Assignee: dbaron → amarchesini
I don't see anything particularly interesting here.  We have 25% heap-unclassified, but even if that was all leaked memory that we could fix (it's probably not), this page would still use a lot of memory.

If we want to work on the dark matter here (certainly can't hurt), let's please file a separate bug, so we don't conflate the dark matter with the crash.

dbaron saw us trying to raise the browser app's memory usage to 70+mb before we crashed, although I don't recall seeing that in about:memory.  It's possible that FF has makes a short-lived, large allocation here.  Bug 842800 could help with understanding this.

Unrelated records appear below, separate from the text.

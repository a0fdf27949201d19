//! Ordered rule execution with aggregated results.

use fence_core::repo::Repository;

use crate::{Annotation, Context, Mode, Rule};

/// The aggregated outcome of one guard run.
///
/// The run is blocking iff `failures` is non-empty, independent of how many
/// warnings were collected.
#[derive(Debug, Clone, PartialEq, Eq)]
pub struct RunResult {
    /// Non-blocking findings.
    pub warnings: Vec<Annotation>,
    /// Blocking findings.
    pub failures: Vec<Annotation>,
}

impl RunResult {
    /// Whether the invoking hook should exit non-zero.
    pub fn is_blocking(&self) -> bool {
        !self.failures.is_empty()
    }
}

/// Run `rules` strictly in list order against one shared context.
///
/// Each rule gets its own error boundary: an `Err` from rule `R` appends a
/// failure named after `R` and execution continues with the next rule, so
/// one broken rule cannot mask the findings of the others.
pub fn run_rules(rules: &[Box<dyn Rule>], mode: Mode, repo: Repository) -> RunResult {
    let mut ctx = Context::new(mode, repo);
    for rule in rules {
        log::debug!("running rule '{}'", rule.name());
        if let Err(err) = rule.run(&mut ctx) {
            ctx.fail(Annotation::new(rule.name(), err.to_string()));
        }
    }
    ctx.into_result()
}
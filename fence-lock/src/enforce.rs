//! Push-time admission for lock refs and protected branches.
//!
//! The decision logic is pure: `(policy, tokens, update, pusher, now)` in,
//! accept or reject out. [`Enforcer`] wires those functions to the
//! repository inspector for one hook invocation; it performs no writes, so
//! a rejection can always abort the whole push transaction safely.

use fence_core::glob::GlobSet;
use fence_core::repo::Repository;

use crate::{Error, LockPolicy, RefUpdate, Token, UpdateKind, LOCK_NAMESPACE};

/// Why a decision came out the way it did.
#[derive(Debug, Clone, Copy, PartialEq, Eq)]
pub enum Reason {
    /// The transition is admitted.
    Allowed,
    /// Token creation would exceed the key's capacity.
    AtCapacity,
    /// Token deletion by someone who is neither owner nor admin, before
    /// expiry.
    NotOwner,
    /// A branch update touches protected paths without a held lock.
    MissingLock,
    /// A lock ref that does not follow the token shape.
    MalformedToken,
}

/// The outcome of evaluating one ref update.
#[derive(Debug, Clone, PartialEq, Eq)]
pub struct Decision {
    /// Whether the transition is admitted.
    pub allowed: bool,
    /// Reason code for programmatic handling.
    pub reason: Reason,
    /// Human-readable message shown to the pusher on rejection.
    pub message: String,
}

impl Decision {
    fn allow() -> Self {
        Self {
            allowed: true,
            reason: Reason::Allowed,
            message: String::new(),
        }
    }

    fn deny(reason: Reason, message: impl Into<String>) -> Self {
        Self {
            allowed: false,
            reason,
            message: message.into(),
        }
    }
}

/// Admission for creating a token under `key`.
///
/// The capacity check counts currently-valid tokens before the creation is
/// admitted, bounding concurrent holders to exactly the configured
/// capacity: a counting semaphore. Admins bypass the bound.
pub fn admit_token_create(
    policy: &LockPolicy,
    key: &str,
    existing: &[Token],
    pusher: &str,
    now: u64,
) -> Decision {
    let key_policy = policy.for_key(key);
    let valid = existing.iter().filter(|t| t.is_valid(now)).count();
    if valid >= key_policy.capacity as usize && !policy.is_admin(pusher) {
        return Decision::deny(
            Reason::AtCapacity,
            format!("lock '{key}' is at capacity ({valid}); wait for a release or ask an admin"),
        );
    }
    Decision::allow()
}

/// Admission for deleting `token`.
///
/// The encoded owner and admins may always release; once the expiry has
/// passed, anyone may reclaim the token, so abandoned locks need no admin
/// intervention.
pub fn admit_token_delete(policy: &LockPolicy, token: &Token, pusher: &str, now: u64) -> Decision {
    if token.owned_by(pusher) || policy.is_admin(pusher) || token.is_expired(now) {
        return Decision::allow();
    }
    Decision::deny(
        Reason::NotOwner,
        format!(
            "not owner or admin of unexpired token '{}'; cannot release it",
            token.ref_name
        ),
    )
}

/// Protected-path check for one branch update.
///
/// For every policy key whose non-empty patterns match at least one changed
/// file, the pusher must hold a valid token under that key. `list_tokens`
/// is only consulted for keys that actually matched.
pub fn admit_branch_update<F>(
    policy: &LockPolicy,
    changed_files: &[String],
    pusher: &str,
    now: u64,
    mut list_tokens: F,
) -> Decision
where
    F: FnMut(&str) -> Vec<Token>,
{
    for (key, key_policy) in &policy.keys {
        if key_policy.patterns.is_empty() {
            continue;
        }
        let protected = GlobSet::compile(&key_policy.patterns);
        if !changed_files.iter().any(|file| protected.is_match(file)) {
            continue;
        }
        let held = list_tokens(key)
            .iter()
            .any(|token| token.is_valid(now) && token.owned_by(pusher));
        if !held {
            return Decision::deny(
                Reason::MissingLock,
                format!("protected paths for '{key}' changed without a held lock; acquire it before pushing"),
            );
        }
    }
    Decision::allow()
}

/// Evaluates every ref update of one push against the lock policy.
pub struct Enforcer<'repo> {
    repo: &'repo Repository,
    pusher: String,
    now: u64,
}

impl<'repo> Enforcer<'repo> {
    /// Create an enforcer for one hook invocation.
    pub fn new(repo: &'repo Repository, pusher: impl Into<String>, now: u64) -> Self {
        Self {
            repo,
            pusher: pusher.into(),
            now,
        }
    }

    /// The parseable tokens currently stored under `key`.
    ///
    /// Refs that do not follow the token shape are skipped so they can
    /// never consume a capacity slot.
    pub fn tokens_for_key(&self, key: &str) -> Vec<Token> {
        self.repo
            .refs_with_prefix(&format!("{LOCK_NAMESPACE}{key}/"))
            .iter()
            .filter_map(|name| Token::parse(name))
            .collect()
    }

    /// Evaluate one update.
    pub fn evaluate(&self, update: &RefUpdate) -> Result<Decision, Error> {
        match update.kind() {
            UpdateKind::LockToken => self.evaluate_lock_ref(update),
            UpdateKind::Branch => self.evaluate_branch(update),
            UpdateKind::Other => Ok(Decision::allow()),
        }
    }

    /// Evaluate all updates of a push, returning the rejections paired with
    /// their ref names.
    ///
    /// Every update is checked even after the first rejection: the hook
    /// writes nothing, so completeness is free and the pusher sees all
    /// unmet requirements at once.
    pub fn check_push(&self, updates: &[RefUpdate]) -> Result<Vec<(String, Decision)>, Error> {
        let mut rejections = Vec::new();
        for update in updates {
            let decision = self.evaluate(update)?;
            if !decision.allowed {
                log::debug!("rejecting {}: {}", update.name(), decision.message);
                rejections.push((update.name().to_string(), decision));
            }
        }
        Ok(rejections)
    }

    fn evaluate_lock_ref(&self, update: &RefUpdate) -> Result<Decision, Error> {
        match update {
            RefUpdate::Create { new, name } => {
                let Some(token) = Token::parse(name) else {
                    return Ok(Decision::deny(
                        Reason::MalformedToken,
                        format!("malformed lock ref '{name}'"),
                    ));
                };
                let policy = LockPolicy::load(self.repo, Some(new));
                let existing = self.tokens_for_key(&token.key);
                Ok(admit_token_create(&policy, &token.key, &existing, &self.pusher, self.now))
            }
            RefUpdate::Delete { name, .. } => match Token::parse(name) {
                Some(token) => {
                    let policy = LockPolicy::load(self.repo, None);
                    Ok(admit_token_delete(&policy, &token, &self.pusher, self.now))
                }
                // Junk under the namespace may always be cleaned up.
                None => Ok(Decision::allow()),
            },
            // Tokens are immutable once created; clients delete-and-recreate
            // to change expiry, so a plain update passes through untouched.
            RefUpdate::Update { .. } => Ok(Decision::allow()),
        }
    }

    fn evaluate_branch(&self, update: &RefUpdate) -> Result<Decision, Error> {
        let (policy, changed) = match update {
            RefUpdate::Update { old, new, .. } => {
                let policy = LockPolicy::load(self.repo, Some(new));
                let changed = self.repo.changed_between(&old.to_string(), &new.to_string())?;
                (policy, changed)
            }
            RefUpdate::Create { new, .. } => {
                // A new branch has no old tip; compare against the current
                // default branch so only genuinely new work is checked. In
                // an empty repository there is nothing protected yet.
                let policy = LockPolicy::load(self.repo, Some(new));
                let changed = self
                    .repo
                    .changed_between("HEAD", &new.to_string())
                    .unwrap_or_default();
                (policy, changed)
            }
            // Branch deletion changes no files; protected paths do not
            // block it.
            RefUpdate::Delete { .. } => return Ok(Decision::allow()),
        };

        Ok(admit_branch_update(
            &policy,
            &changed,
            &self.pusher,
            self.now,
            |key| self.tokens_for_key(key),
        ))
    }
}
//! Minimal glob matching for repository-relative paths.
//!
//! Supports `**`, `*`, `?` and a leading `!` for excludes. Patterns are
//! anchored at both ends and operate on forward-slash paths; backslashes in
//! candidate paths are normalized before matching.

/// One element of a compiled pattern.
#[derive(Debug, Clone, Copy, PartialEq, Eq)]
enum Token {
    /// A character matched verbatim.
    Literal(char),
    /// `?`: exactly one character that is not a separator.
    AnyChar,
    /// `*`: zero or more characters within one segment.
    AnyWithinSegment,
    /// `**/`: zero or more whole path segments.
    AnySegments,
    /// `**` not followed by `/`: any remaining characters.
    AnyRemaining,
}

/// A single compiled glob pattern.
///
/// Compilation is pure and infallible: characters that are not glob
/// metacharacters match themselves, so there is no escaping syntax and no
/// invalid pattern.
#[derive(Debug, Clone)]
pub struct Pattern {
    text: String,
    tokens: Vec<Token>,
}

impl Pattern {
    /// Compile a single pattern.
    pub fn new(pattern: impl Into<String>) -> Self {
        let text = pattern.into();
        let tokens = tokenize(&text);
        Self { text, tokens }
    }

    /// The pattern source text.
    pub fn as_str(&self) -> &str {
        &self.text
    }

    /// Check whether `path` matches this pattern in full.
    pub fn matches(&self, path: &str) -> bool {
        let normalized: Vec<char> = path.replace('\\', "/").chars().collect();
        matches_at(&self.tokens, &normalized)
    }
}

fn tokenize(pattern: &str) -> Vec<Token> {
    let chars: Vec<char> = pattern.chars().collect();
    let mut tokens = Vec::with_capacity(chars.len());
    let mut i = 0;
    while i < chars.len() {
        match chars[i] {
            '*' if chars.get(i + 1) == Some(&'*') => {
                while chars.get(i + 1) == Some(&'*') {
                    i += 1;
                }
                if chars.get(i + 1) == Some(&'/') {
                    i += 1;
                    tokens.push(Token::AnySegments);
                } else {
                    tokens.push(Token::AnyRemaining);
                }
            }
            '*' => tokens.push(Token::AnyWithinSegment),
            '?' => tokens.push(Token::AnyChar),
            c => tokens.push(Token::Literal(c)),
        }
        i += 1;
    }
    tokens
}

fn matches_at(tokens: &[Token], path: &[char]) -> bool {
    let Some((first, rest)) = tokens.split_first() else {
        return path.is_empty();
    };
    match first {
        Token::Literal(c) => path.first() == Some(c) && matches_at(rest, &path[1..]),
        Token::AnyChar => matches!(path.first(), Some(c) if *c != '/') && matches_at(rest, &path[1..]),
        Token::AnyWithinSegment => {
            if matches_at(rest, path) {
                return true;
            }
            let mut i = 0;
            while i < path.len() && path[i] != '/' {
                i += 1;
                if matches_at(rest, &path[i..]) {
                    return true;
                }
            }
            false
        }
        Token::AnyRemaining => (0..=path.len()).any(|i| matches_at(rest, &path[i..])),
        Token::AnySegments => {
            if matches_at(rest, path) {
                return true;
            }
            path.iter()
                .enumerate()
                .any(|(i, c)| *c == '/' && matches_at(rest, &path[i + 1..]))
        }
    }
}

/// An ordered set of include and exclude patterns.
///
/// A path matches the set iff at least one include pattern matches and no
/// exclude pattern matches. Pattern order within either list never affects
/// the outcome.
#[derive(Debug, Clone, Default)]
pub struct GlobSet {
    include: Vec<Pattern>,
    exclude: Vec<Pattern>,
}

impl GlobSet {
    /// Compile a list of patterns; a leading `!` marks an exclude, empty
    /// strings are skipped.
    pub fn compile<I, S>(patterns: I) -> Self
    where
        I: IntoIterator<Item = S>,
        S: AsRef<str>,
    {
        let mut set = GlobSet::default();
        for pattern in patterns {
            let pattern = pattern.as_ref();
            if pattern.is_empty() {
                continue;
            }
            if let Some(negated) = pattern.strip_prefix('!') {
                set.exclude.push(Pattern::new(negated));
            } else {
                set.include.push(Pattern::new(pattern));
            }
        }
        set
    }

    /// True when the set contains no include patterns, so nothing can match.
    pub fn is_empty(&self) -> bool {
        self.include.is_empty()
    }

    /// Check whether `path` matches the set.
    pub fn is_match(&self, path: &str) -> bool {
        self.include.iter().any(|p| p.matches(path)) && !self.exclude.iter().any(|p| p.matches(path))
    }
}

#[cfg(test)]
mod tests {
    use super::*;
    use pretty_assertions::assert_eq;

    #[test]
    fn star_stays_within_one_segment() {
        let p = Pattern::new("src/*.rs");
        assert!(p.matches("src/lib.rs"));
        assert!(!p.matches("src/repo/inner.rs"));
    }

    #[test]
    fn question_mark_matches_one_non_separator() {
        let p = Pattern::new("a?c");
        assert!(p.matches("abc"));
        assert!(!p.matches("ac"));
        assert!(!p.matches("a/c"));
    }

    #[test]
    fn double_star_slash_matches_zero_or_more_segments() {
        let p = Pattern::new("**/*.rs");
        assert!(p.matches("lib.rs"));
        assert!(p.matches("src/lib.rs"));
        assert!(p.matches("src/repo/inner.rs"));
        assert!(!p.matches("src/lib.rs.bak"));
    }

    #[test]
    fn trailing_double_star_requires_the_separator() {
        let p = Pattern::new("src/**");
        assert!(p.matches("src/a"));
        assert!(p.matches("src/a/b/c.rs"));
        assert!(!p.matches("src"));
        assert!(!p.matches("srcs/a"));
    }

    #[test]
    fn dots_and_regex_metacharacters_are_literal() {
        let p = Pattern::new("docs/a.b(c)+[d]");
        assert!(p.matches("docs/a.b(c)+[d]"));
        assert!(!p.matches("docs/aXb(c)+[d]"));
    }

    #[test]
    fn backslashes_in_candidates_are_normalized() {
        let p = Pattern::new("src/**");
        assert!(p.matches("src\\nested\\file.rs"));
    }

    #[test]
    fn set_composes_includes_and_excludes() {
        let set = GlobSet::compile(["src/**", "!src/vendored/**"]);
        assert!(set.is_match("src/lib.rs"));
        assert!(!set.is_match("src/vendored/zlib.rs"));
        assert!(!set.is_match("docs/readme.md"));
    }

    #[test]
    fn match_is_invariant_to_pattern_order() {
        let paths = ["src/a.rs", "src/gen/b.rs", "docs/c.md", "gen/d.rs"];
        let forward = GlobSet::compile(["src/**", "docs/**", "!**/gen/**", "!docs/internal/**"]);
        let backward = GlobSet::compile(["!docs/internal/**", "docs/**", "!**/gen/**", "src/**"]);
        for path in paths {
            assert_eq!(forward.is_match(path), backward.is_match(path), "path {path}");
        }
    }

    #[test]
    fn exclude_without_include_never_matches() {
        let set = GlobSet::compile(["!src/**"]);
        assert!(!set.is_match("src/lib.rs"));
        assert!(!set.is_match("docs/readme.md"));
    }

    #[test]
    fn empty_patterns_are_skipped() {
        let set = GlobSet::compile(["", "src/**"]);
        assert!(set.is_match("src/lib.rs"));
    }
}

But I don't see much here to indicate that this is an interesting bug, beyond "twitter uses memory".
jlebar, do you think it may have to do with : bug 862397?  Sotaro-san will have better information about these series of bugs.  He has been digging deep into trying to figure out some of the crashes that are occurring in the IPC.
Also, the crashes we were seeing when I tested with dbaron weren't on startup; you had to scroll the page for a while.  But I suspect the difference may have to do with how much memory the main process is using.  We were testing soon after rebooting the phone, when the main process's memory usage is at a minimum.
Attachment #725465 - Attachment mime type: text/x-log → text/plain
Naoki, I don't see "genlock_create_lock: open genlock device failed (err=Too many open files)" in the logcat.  If this is related to bug 862397, should that be in the log?
Thanks for the about:memory dump jlebar! One potentially interesting thing I spotted in the browser app in that log is:

40.08 MB (100.0%) -- explicit
├──16.38 MB (40.88%) -- window-objects/top(https://mobile.twitter.com/, id=1)/active/window(https://mobile.twitter.com/)
│  ├───9.54 MB (23.80%) ++ js/compartment(https://mobile.twitter.com/)
│  ├───4.99 MB (12.46%) -- dom
│  │   ├──3.90 MB (09.73%) ── orphan-nodes
│  │   ├──0.54 MB (01.35%) ── element-nodes
│  │   ├──0.53 MB (01.33%) ── text-nodes
│  │   └──0.02 MB (00.05%) ── other [2]

I.e. almost 4 megs of orphan nodes in the twitter app. Anyone know anything about that? I could see them building up some amount of disconnected DOM nodes to insert/remove as you're scrolling around or what not, but ~4 megs seems like a *lot*. Not necessarily something we can fix on our end though...
And of course:

├───9.89 MB (24.67%) ── heap-unclassified

Can someone get dmd running here and see what we might learn?
(In reply to Justin Lebar [:jlebar] from comment #63)
> Also, the crashes we were seeing when I tested with dbaron weren't on
> startup; you had to scroll the page for a while.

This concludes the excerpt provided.